Looking at the proxy statements that were filed last week (9/7/2009), here are the new plans and amendments that I found (Company, plan name, (date proxy filed) and [share request as a percent of Common Shares Outstanding as of the record date/disclosed in the proxy or 10-K or latest 10-Q]):
New Equity Compensation Plan Proposals
- Avalon Holdings Corp., 2009 Long-Term Incentive Plan (9/9/2009), 34.2%
- Phazar Corp., 2009 Equity Incentive Plan (9/10/2009), 11.9%
- Secure America Acquisition Corp., 2009 Stock incentive Plan (9/9/2009), 9.6%
- Stone Tan China Acquisition Corp., 2009 Incentive Plan (9/8/2009), 6.1%
- Sysco Corp., 2009 Non-Employee Directors Stock Plan (9/11/2009), 0.1%
- Winn Dixie Stores Inc., 2010 Equity Incentive Plan (9/8/2009), 11.2%
New Equity Compensation Plan Amendment Proposals
- Angidynamics Inc., 2004 Stock and Incentive Award Plan (9/9/2009), 3.1%
- Arcadia Resources, Inc., 2006 Equity Incentive Plan (9/9/2009), 6.1%
- Access Integrated Technologies, Inc., 2000 Equity Incentive Plan (9/11/2009), 4.6%
- Blue Coat Systems Inc., 2007 Stock Incentive Plan (9/8/2009), 5.0%
- Brigham Exploration Co., 1997 Incentive Plan (9/9/2009), 12.0%
- Concurrent Computer Corp., 2001 Stock Option Plan (9/11/2009), 6.0%
- Cowen Group, Inc., 2007 Equity and Incentive Plan (9/10/2009), 7% of post-transaction CSO
- Gulfstream International Group Inc., Stock Incentive Plan (9/9/2009), 10.1%
- Matrix Service Co., 2004 Stock Incentive Plan (9/11/2009), 4.2%
- Noble Corp., 1991 Stock Option and Restricted Stock Plan (9/11/2009), 1.4%
- Oragenics Inc., 2002 Stock Option and Incentive Plan (9/10/2009), 8.3%
- SCM Microsystems Inc., 2007 Stock Option Plan (9/10/2009), 8.0%
- Sysco Corp., 2007 Stock Incentive Plan (9/11/2009), 4.2%
Some interesting items from these plan proposals:
- At least two of the plans (1 new and 1 amendment) use a flexible share authorization; the amended plan is seeking to change the Full Value Award Count from 1.5 shares to 1.25 shares (their stock options are now worth more relative to their stock price than when the plan was first put in place);
- Several of the proposals were on proxies that also had proposals that would impact the share proposal in some way, e.g., proposals to increase the total number of authorized common shares.

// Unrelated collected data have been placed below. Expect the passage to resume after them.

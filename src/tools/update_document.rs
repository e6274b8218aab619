//! Document update tool

use super::generation::{stream_draft, DraftRequest};
use super::{
    parse_args, Tool, ToolContext, ToolExecutor, ToolKind, ToolResult, DOCUMENT_NOT_FOUND,
};
use crate::error::Result;
use crate::prompts::document_prompt::update_document_prompt;
use crate::storage::{Document, DocumentKind};
use crate::stream::DataEvent;
use async_trait::async_trait;
use serde::Deserialize;

#[derive(Debug, Deserialize)]
struct UpdateArgs {
    id: String,
    description: String,
}

/// Regenerates an existing document from a description of the change
#[derive(Debug, Clone, Default)]
pub struct UpdateDocumentTool;

impl UpdateDocumentTool {
    /// Create the tool
    pub fn new() -> Self {
        Self
    }
}

#[async_trait]
impl ToolExecutor for UpdateDocumentTool {
    fn tool_definition(&self) -> serde_json::Value {
        Tool::new(
            ToolKind::UpdateDocument.name(),
            "Update a document with the given description",
            serde_json::json!({
                "type": "object",
                "properties": {
                    "id": { "type": "string", "description": "The ID of the document to update" },
                    "description": {
                        "type": "string",
                        "description": "The description of changes that need to be made"
                    }
                },
                "required": ["id", "description"]
            }),
        )
        .to_value()
    }

    async fn execute(&self, args: serde_json::Value, ctx: &ToolContext) -> Result<ToolResult> {
        let args: UpdateArgs = match parse_args(ToolKind::UpdateDocument.name(), args) {
            Ok(args) => args,
            Err(result) => return Ok(result),
        };

        let Some(document) = ctx.owned_document(&args.id).await? else {
            tracing::debug!("Update requested for unavailable document {}", args.id);
            return Ok(ToolResult::error(DOCUMENT_NOT_FOUND));
        };

        ctx.sink.data(DataEvent::Clear(document.title.clone()));

        let system = update_document_prompt(&document.content, document.kind);
        let prediction = match document.kind {
            DocumentKind::Text => Some(document.content.as_str()),
            DocumentKind::Code => None,
        };
        let content = stream_draft(
            ctx,
            DraftRequest {
                kind: document.kind,
                system: &system,
                prompt: &args.description,
                prediction,
            },
        )
        .await?;

        ctx.sink.data(DataEvent::Finish(String::new()));

        ctx.save_document(Document {
            content,
            ..document.clone()
        })
        .await?;

        Ok(ToolResult::success(serde_json::json!({
            "id": document.id,
            "title": document.title,
            "kind": document.kind,
            "content": "The document has been updated successfully.",
        })))
    }
}
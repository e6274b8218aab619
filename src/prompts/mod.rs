//! System prompts for chat turns and sub-generations
//!
//! This module provides the prompts that steer the main chat turn, the
//! document tools, and chat title generation.

pub mod chat_prompt;
pub mod document_prompt;

pub use chat_prompt::generate_chat_prompt;

/// System prompt for chat title generation
pub const TITLE_PROMPT: &str = "\
- you will generate a short title based on the first message a user begins a conversation with
- ensure it is not more than 80 characters long
- the title should be a summary of the user's message
- do not use quotes or colons";

/// Builds the user prompt for title generation
///
/// The message is passed as JSON so its quoting and newlines reach the model
/// unambiguously.
///
/// # Examples
///
/// ```
/// use quire::prompts::build_title_prompt;
///
/// assert_eq!(build_title_prompt("Hi \"there\""), r#""Hi \"there\"""#);
/// ```
pub fn build_title_prompt(message: &str) -> String {
    serde_json::Value::String(message.to_string()).to_string()
}
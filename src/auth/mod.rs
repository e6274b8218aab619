//! Bearer-token sessions
//!
//! Tokens are random 32-byte values rendered as hex. Only the SHA-256 of a
//! token is stored. Clients present the token either as
//! `Authorization: Bearer <token>` or as a `quire_session` cookie.

use crate::error::Result;
use crate::storage::Store;
use axum::http::{header, HeaderMap};
use chrono::{Duration, Utc};
use sha2::{Digest, Sha256};

/// Name of the session cookie
pub const SESSION_COOKIE: &str = "quire_session";

/// An authenticated requester
#[derive(Debug, Clone, PartialEq, Eq)]
pub struct Session {
    /// Id of the signed-in user
    pub user_id: String,
}

impl Session {
    /// Session for `user_id`
    pub fn new(user_id: impl Into<String>) -> Self {
        Self {
            user_id: user_id.into(),
        }
    }
}

/// Generate a new random token
pub fn generate_token() -> String {
    hex::encode(rand::random::<[u8; 32]>())
}

/// SHA-256 of a token, hex encoded
///
/// # Examples
///
/// ```
/// use quire::auth::hash_token;
///
/// assert_eq!(hash_token("abc").len(), 64);
/// assert_eq!(hash_token("abc"), hash_token("abc"));
/// ```
pub fn hash_token(token: &str) -> String {
    hex::encode(Sha256::digest(token.as_bytes()))
}

/// Issue a session token for an existing user
///
/// # Arguments
///
/// * `store` - Store holding the session table
/// * `user_id` - User the session belongs to
/// * `ttl` - Lifetime of the session
///
/// # Returns
///
/// Returns the plaintext token; it is not recoverable afterwards
///
/// # Errors
///
/// Returns error if the session cannot be stored
pub fn issue_session(store: &dyn Store, user_id: &str, ttl: Duration) -> Result<String> {
    let token = generate_token();
    store.create_session(&hash_token(&token), user_id, Utc::now() + ttl)?;
    tracing::info!(user_id = %user_id, "Issued session token");
    Ok(token)
}

/// Extract the session token from request headers
///
/// The `Authorization` header wins over the cookie.
pub fn extract_token(headers: &HeaderMap) -> Option<String> {
    let bearer = headers
        .get(header::AUTHORIZATION)
        .and_then(|v| v.to_str().ok())
        .and_then(|v| v.strip_prefix("Bearer "))
        .map(str::trim)
        .filter(|t| !t.is_empty());

    if let Some(token) = bearer {
        return Some(token.to_string());
    }

    headers
        .get_all(header::COOKIE)
        .iter()
        .filter_map(|v| v.to_str().ok())
        .flat_map(|v| v.split(';'))
        .filter_map(|pair| pair.trim().split_once('='))
        .find(|(name, _)| *name == SESSION_COOKIE)
        .map(|(_, value)| value.to_string())
        .filter(|t| !t.is_empty())
}

/// Resolve the requester's session
///
/// # Returns
///
/// Returns `None` when no token is presented or the token is unknown or expired
///
/// # Errors
///
/// Returns error if the store cannot be queried
pub fn resolve_session(store: &dyn Store, headers: &HeaderMap) -> Result<Option<Session>> {
    let Some(token) = extract_token(headers) else {
        return Ok(None);
    };

    Ok(store
        .get_session_user(&hash_token(&token), Utc::now())?
        .map(Session::new))
}
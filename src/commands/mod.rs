//! Command handlers for the CLI
//!
//! - `serve` runs the HTTP server (and `reap` a single cleanup pass)
//! - `users` creates users and issues session tokens
//! - `chats` lists stored conversations
//! - `models` lists configured chat models

pub mod chats;
pub mod models;
pub mod serve;
pub mod users;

A number of these proposals explained the implications for the plan proposal if these other proposal(s) were and were not approved;
- At least one of the plans uses an evergreen type provision so that the share authorization is equal to the lesser of (i) a fixed number, or (ii) a percent of the common shares outstanding at any time;
- A couple of these companies had multiple classes of stock, and the second class of stock typically had a higher number of votes per share. Therefore on a vote dilution basis, the dilution from some of the above proposals would be lower;
- At least one amendment including adding Fidelity requirements, e.g., the 5% of the plan’s shares carve-out pool to permit awards to be granted not in compliance with the Fidelity requirements;
- One of the proposals included a rolling 3-year burn rate limit of 1.5%. Most likely this was needed it in order to overcome RiskMetrics Group’s Burn Rate policy which would have otherwise caused a negative RMG vote recommendation against the proposal.